Please reproduce the data in full, exactly as it stands.
○ ○ ○
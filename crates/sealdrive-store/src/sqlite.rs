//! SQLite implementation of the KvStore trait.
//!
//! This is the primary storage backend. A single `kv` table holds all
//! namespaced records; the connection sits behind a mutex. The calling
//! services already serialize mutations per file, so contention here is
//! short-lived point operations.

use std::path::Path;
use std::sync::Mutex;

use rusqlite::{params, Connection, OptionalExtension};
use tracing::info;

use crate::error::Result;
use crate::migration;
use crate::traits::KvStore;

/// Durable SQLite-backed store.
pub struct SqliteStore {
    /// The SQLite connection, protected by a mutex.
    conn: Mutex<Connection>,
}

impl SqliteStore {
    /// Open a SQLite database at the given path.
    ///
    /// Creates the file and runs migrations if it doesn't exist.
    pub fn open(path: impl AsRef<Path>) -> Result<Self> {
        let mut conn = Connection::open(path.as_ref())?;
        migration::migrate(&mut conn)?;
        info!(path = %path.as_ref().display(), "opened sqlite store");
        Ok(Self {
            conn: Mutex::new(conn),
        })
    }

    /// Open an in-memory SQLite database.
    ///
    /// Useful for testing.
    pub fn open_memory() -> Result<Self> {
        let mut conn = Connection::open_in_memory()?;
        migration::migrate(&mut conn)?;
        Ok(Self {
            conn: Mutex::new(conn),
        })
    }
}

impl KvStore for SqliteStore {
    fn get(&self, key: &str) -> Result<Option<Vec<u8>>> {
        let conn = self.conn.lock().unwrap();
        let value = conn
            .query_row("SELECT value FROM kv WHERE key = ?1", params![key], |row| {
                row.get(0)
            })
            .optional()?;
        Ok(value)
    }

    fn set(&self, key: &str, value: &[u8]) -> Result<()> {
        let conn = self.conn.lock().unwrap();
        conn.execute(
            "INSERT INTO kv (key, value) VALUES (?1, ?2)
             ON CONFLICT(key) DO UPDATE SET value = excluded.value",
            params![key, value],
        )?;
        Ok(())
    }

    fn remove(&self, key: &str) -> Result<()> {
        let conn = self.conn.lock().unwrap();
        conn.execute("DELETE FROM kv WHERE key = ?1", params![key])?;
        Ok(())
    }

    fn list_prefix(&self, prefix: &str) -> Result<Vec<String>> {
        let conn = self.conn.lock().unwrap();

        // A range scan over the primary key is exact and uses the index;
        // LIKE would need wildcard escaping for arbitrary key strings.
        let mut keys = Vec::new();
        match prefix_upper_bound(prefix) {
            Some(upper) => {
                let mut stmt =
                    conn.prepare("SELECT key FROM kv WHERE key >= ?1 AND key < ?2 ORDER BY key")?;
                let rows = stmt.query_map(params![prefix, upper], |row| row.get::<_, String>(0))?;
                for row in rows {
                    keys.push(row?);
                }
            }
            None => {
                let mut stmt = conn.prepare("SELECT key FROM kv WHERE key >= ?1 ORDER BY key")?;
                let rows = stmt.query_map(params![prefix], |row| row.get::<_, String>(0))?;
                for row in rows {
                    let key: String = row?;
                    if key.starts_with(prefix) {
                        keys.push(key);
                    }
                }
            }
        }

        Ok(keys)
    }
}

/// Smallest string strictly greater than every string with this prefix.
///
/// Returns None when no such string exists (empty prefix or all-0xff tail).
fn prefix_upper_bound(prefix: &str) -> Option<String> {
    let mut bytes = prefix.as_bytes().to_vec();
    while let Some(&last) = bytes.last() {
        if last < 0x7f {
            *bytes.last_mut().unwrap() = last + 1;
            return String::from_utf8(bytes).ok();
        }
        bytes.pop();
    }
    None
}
○ ○ ○
→ EXERCISE ANSWER:
filename crates/sealdrive-store/src/sqlite.rs
//! SQLite implementation of the KvStore trait.
//!
//! This is the primary storage backend. A single `kv` table holds all
//! namespaced records; the connection sits behind a mutex. The calling
//! services already serialize mutations per file, so contention here is
//! short-lived point operations.

use std::path::Path;
use std::sync::Mutex;

use rusqlite::{params, Connection, OptionalExtension};
use tracing::info;

use crate::error::Result;
use crate::migration;
use crate::traits::KvStore;

/// Durable SQLite-backed store.
pub struct SqliteStore {
    /// The SQLite connection, protected by a mutex.
    conn: Mutex<Connection>,
}

impl SqliteStore {
    /// Open a SQLite database at the given path.
    ///
    /// Creates the file and runs migrations if it doesn't exist.
    pub fn open(path: impl AsRef<Path>) -> Result<Self> {
        let mut conn = Connection::open(path.as_ref())?;
        migration::migrate(&mut conn)?;
        info!(path = %path.as_ref().display(), "opened sqlite store");
        Ok(Self {
            conn: Mutex::new(conn),
        })
    }

    /// Open an in-memory SQLite database.
    ///
    /// Useful for testing.
    pub fn open_memory() -> Result<Self> {
        let mut conn = Connection::open_in_memory()?;
        migration::migrate(&mut conn)?;
        Ok(Self {
            conn: Mutex::new(conn),
        })
    }
}

impl KvStore for SqliteStore {
    fn get(&self, key: &str) -> Result<Option<Vec<u8>>> {
        let conn = self.conn.lock().unwrap();
        let value = conn
            .query_row("SELECT value FROM kv WHERE key = ?1", params![key], |row| {
                row.get(0)
            })
            .optional()?;
        Ok(value)
    }

    fn set(&self, key: &str, value: &[u8]) -> Result<()> {
        let conn = self.conn.lock().unwrap();
        conn.execute(
            "INSERT INTO kv (key, value) VALUES (?1, ?2)
             ON CONFLICT(key) DO UPDATE SET value = excluded.value",
            params![key, value],
        )?;
        Ok(())
    }

    fn remove(&self, key: &str) -> Result<()> {
        let conn = self.conn.lock().unwrap();
        conn.execute("DELETE FROM kv WHERE key = ?1", params![key])?;
        Ok(())
    }

    fn list_prefix(&self, prefix: &str) -> Result<Vec<String>> {
        let conn = self.conn.lock().unwrap();

        // A range scan over the primary key is exact and uses the index;
        // LIKE would need wildcard escaping for arbitrary key strings.
        let mut keys = Vec::new();
        match prefix_upper_bound(prefix) {
            Some(upper) => {
                let mut stmt =
                    conn.prepare("SELECT key FROM kv WHERE key >= ?1 AND key < ?2 ORDER BY key")?;
                let rows = stmt.query_map(params![prefix, upper], |row| row.get::<_, String>(0))?;
                for row in rows {
                    keys.push(row?);
                }
            }
            None => {
                let mut stmt = conn.prepare("SELECT key FROM kv WHERE key >= ?1 ORDER BY key")?;
                let rows = stmt.query_map(params![prefix], |row| row.get::<_, String>(0))?;
                for row in rows {
                    let key: String = row?;
                    if key.starts_with(prefix) {
                        keys.push(key);
                    }
                }
            }
        }

        Ok(keys)
    }
}

/// Smallest string strictly greater than every string with this prefix.
///
/// Returns None when no such string exists (empty prefix or all-0xff tail).
fn prefix_upper_bound(prefix: &str) -> Option<String> {
    let mut bytes = prefix.as_bytes().to_vec();
    while let Some(&last) = bytes.last() {
        if last < 0x7f {
            *bytes.last_mut().unwrap() = last + 1;
            return String::from_utf8(bytes).ok();
        }
        bytes.pop();
    }
    None
}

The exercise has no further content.